** MATERIAL FOR THE TASK follows **

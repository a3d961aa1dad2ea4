//! First-match XML field lookup.
//!
//! The OOXML property parts and XMP packets handled here are flat documents
//! of leaf elements, so extraction is a first-match scan by local tag name
//! (namespace prefixes ignored), not a full XML parse. Missing tags yield
//! `None`; a present-but-empty tag yields an empty string.

/// Decode the five predefined XML entities.
fn unescape(text: &str) -> String {
    if !text.contains('&') {
        return text.to_string();
    }
    text.replace("&lt;", "<")
        .replace("&gt;", ">")
        .replace("&quot;", "\"")
        .replace("&apos;", "'")
        .replace("&amp;", "&")
}

fn local_name(tag_name: &str) -> &str {
    tag_name.rsplit(':').next().unwrap_or(tag_name)
}

/// Text content of the first element whose local name matches.
///
/// Only leaf elements are considered: the content is everything up to the
/// next `<`. Self-closing elements yield an empty string.
pub fn first_tag_text(xml: &str, name: &str) -> Option<String> {
    let mut rest = xml;
    while let Some(lt) = rest.find('<') {
        rest = &rest[lt + 1..];
        let tag_end = rest.find(|c: char| c.is_whitespace() || c == '>' || c == '/')?;
        let tag = &rest[..tag_end];
        if tag.is_empty() || tag.starts_with(['/', '?', '!']) {
            continue;
        }
        if local_name(tag) != name {
            continue;
        }
        let gt = rest.find('>')?;
        // Self-closing: element present, no content.
        if rest[..gt].ends_with('/') {
            return Some(String::new());
        }
        let content = &rest[gt + 1..];
        let close = content.find('<')?;
        return Some(unescape(content[..close].trim()));
    }
    None
}

/// Value of the first attribute whose local name matches.
pub fn first_attr_value(xml: &str, name: &str) -> Option<String> {
    let mut rest = xml;
    loop {
        let pos = rest.find(name)?;
        let before = &rest[..pos];
        let after = &rest[pos + name.len()..];
        // Attribute position: preceded by whitespace or a namespace prefix,
        // followed by '='.
        let prefixed = before.ends_with(':');
        let boundary = if prefixed {
            before[..before.len() - 1]
                .chars()
                .rev()
                .take_while(|c| !c.is_whitespace() && *c != '<')
                .all(|c| c.is_alphanumeric() || c == '_' || c == '-')
                && before[..before.len() - 1].ends_with(|c: char| !c.is_whitespace())
        } else {
            before.ends_with(char::is_whitespace)
        };
        let trimmed = after.trim_start();
        if boundary && trimmed.starts_with('=') {
            let value = trimmed[1..].trim_start();
            let quote = value.chars().next()?;
            if quote == '"' || quote == '\'' {
                let body = &value[1..];
                let end = body.find(quote)?;
                return Some(unescape(&body[..end]));
            }
        }
        rest = &rest[pos + name.len()..];
    }
}
//! Printable-string extraction.
//!
//! A single linear scan over the buffer accumulating contiguous runs of
//! printable bytes. The full buffer is available in memory, so this is a
//! plain function returning a materialized Vec in buffer order; results
//! feed both the investigator string view and the PDF script heuristics.

/// A byte that may appear inside an extracted string: printable ASCII
/// `[0x20, 0x7E]` plus TAB, LF and CR.
#[inline]
fn is_printable(b: u8) -> bool {
    (0x20..=0x7E).contains(&b) || b == b'\t' || b == b'\n' || b == b'\r'
}

/// Extract printable-ASCII runs of at least `min_length` bytes.
///
/// On a non-matching byte the accumulated run is flushed if long enough and
/// the scan resets; a trailing run at end-of-buffer is flushed under the
/// same rule.
pub fn extract_printable_strings(data: &[u8], min_length: usize) -> Vec<String> {
    let mut out = Vec::new();
    let mut cur: Vec<u8> = Vec::new();
    for &b in data {
        if is_printable(b) {
            cur.push(b);
        } else {
            if cur.len() >= min_length {
                // Runs are pure ASCII by construction.
                out.push(String::from_utf8_lossy(&cur).into_owned());
            }
            cur.clear();
        }
    }
    if cur.len() >= min_length {
        out.push(String::from_utf8_lossy(&cur).into_owned());
    }
    out
}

** End of MATERIAL FOR THE TASK **

PROBLEM TO WORK ON: All of the records shown above should be reproduced exactly.

ANSWER:
repository a3d961aa1dad2ea4
//! First-match XML field lookup.
//!
//! The OOXML property parts and XMP packets handled here are flat documents
//! of leaf elements, so extraction is a first-match scan by local tag name
//! (namespace prefixes ignored), not a full XML parse. Missing tags yield
//! `None`; a present-but-empty tag yields an empty string.

/// Decode the five predefined XML entities.
fn unescape(text: &str) -> String {
    if !text.contains('&') {
        return text.to_string();
    }
    text.replace("&lt;", "<")
        .replace("&gt;", ">")
        .replace("&quot;", "\"")
        .replace("&apos;", "'")
        .replace("&amp;", "&")
}

fn local_name(tag_name: &str) -> &str {
    tag_name.rsplit(':').next().unwrap_or(tag_name)
}

/// Text content of the first element whose local name matches.
///
/// Only leaf elements are considered: the content is everything up to the
/// next `<`. Self-closing elements yield an empty string.
pub fn first_tag_text(xml: &str, name: &str) -> Option<String> {
    let mut rest = xml;
    while let Some(lt) = rest.find('<') {
        rest = &rest[lt + 1..];
        let tag_end = rest.find(|c: char| c.is_whitespace() || c == '>' || c == '/')?;
        let tag = &rest[..tag_end];
        if tag.is_empty() || tag.starts_with(['/', '?', '!']) {
            continue;
        }
        if local_name(tag) != name {
            continue;
        }
        let gt = rest.find('>')?;
        // Self-closing: element present, no content.
        if rest[..gt].ends_with('/') {
            return Some(String::new());
        }
        let content = &rest[gt + 1..];
        let close = content.find('<')?;
        return Some(unescape(content[..close].trim()));
    }
    None
}

/// Value of the first attribute whose local name matches.
pub fn first_attr_value(xml: &str, name: &str) -> Option<String> {
    let mut rest = xml;
    loop {
        let pos = rest.find(name)?;
        let before = &rest[..pos];
        let after = &rest[pos + name.len()..];
        // Attribute position: preceded by whitespace or a namespace prefix,
        // followed by '='.
        let prefixed = before.ends_with(':');
        let boundary = if prefixed {
            before[..before.len() - 1]
                .chars()
                .rev()
                .take_while(|c| !c.is_whitespace() && *c != '<')
                .all(|c| c.is_alphanumeric() || c == '_' || c == '-')
                && before[..before.len() - 1].ends_with(|c: char| !c.is_whitespace())
        } else {
            before.ends_with(char::is_whitespace)
        };
        let trimmed = after.trim_start();
        if boundary && trimmed.starts_with('=') {
            let value = trimmed[1..].trim_start();
            let quote = value.chars().next()?;
            if quote == '"' || quote == '\'' {
                let body = &value[1..];
                let end = body.find(quote)?;
                return Some(unescape(&body[..end]));
            }
        }
        rest = &rest[pos + name.len()..];
    }
}
//! Printable-string extraction.
//!
//! A single linear scan over the buffer accumulating contiguous runs of
//! printable bytes. The full buffer is available in memory, so this is a
//! plain function returning a materialized Vec in buffer order; results
//! feed both the investigator string view and the PDF script heuristics.

/// A byte that may appear inside an extracted string: printable ASCII
/// `[0x20, 0x7E]` plus TAB, LF and CR.
#[inline]
fn is_printable(b: u8) -> bool {
    (0x20..=0x7E).contains(&b) || b == b'\t' || b == b'\n' || b == b'\r'
}

/// Extract printable-ASCII runs of at least `min_length` bytes.
///
/// On a non-matching byte the accumulated run is flushed if long enough and
/// the scan resets; a trailing run at end-of-buffer is flushed under the
/// same rule.
pub fn extract_printable_strings(data: &[u8], min_length: usize) -> Vec<String> {
    let mut out = Vec::new();
    let mut cur: Vec<u8> = Vec::new();
    for &b in data {
        if is_printable(b) {
            cur.push(b);
        } else {
            if cur.len() >= min_length {
                // Runs are pure ASCII by construction.
                out.push(String::from_utf8_lossy(&cur).into_owned());
            }
            cur.clear();
        }
    }
    if cur.len() >= min_length {
        out.push(String::from_utf8_lossy(&cur).into_owned());
    }
    out
}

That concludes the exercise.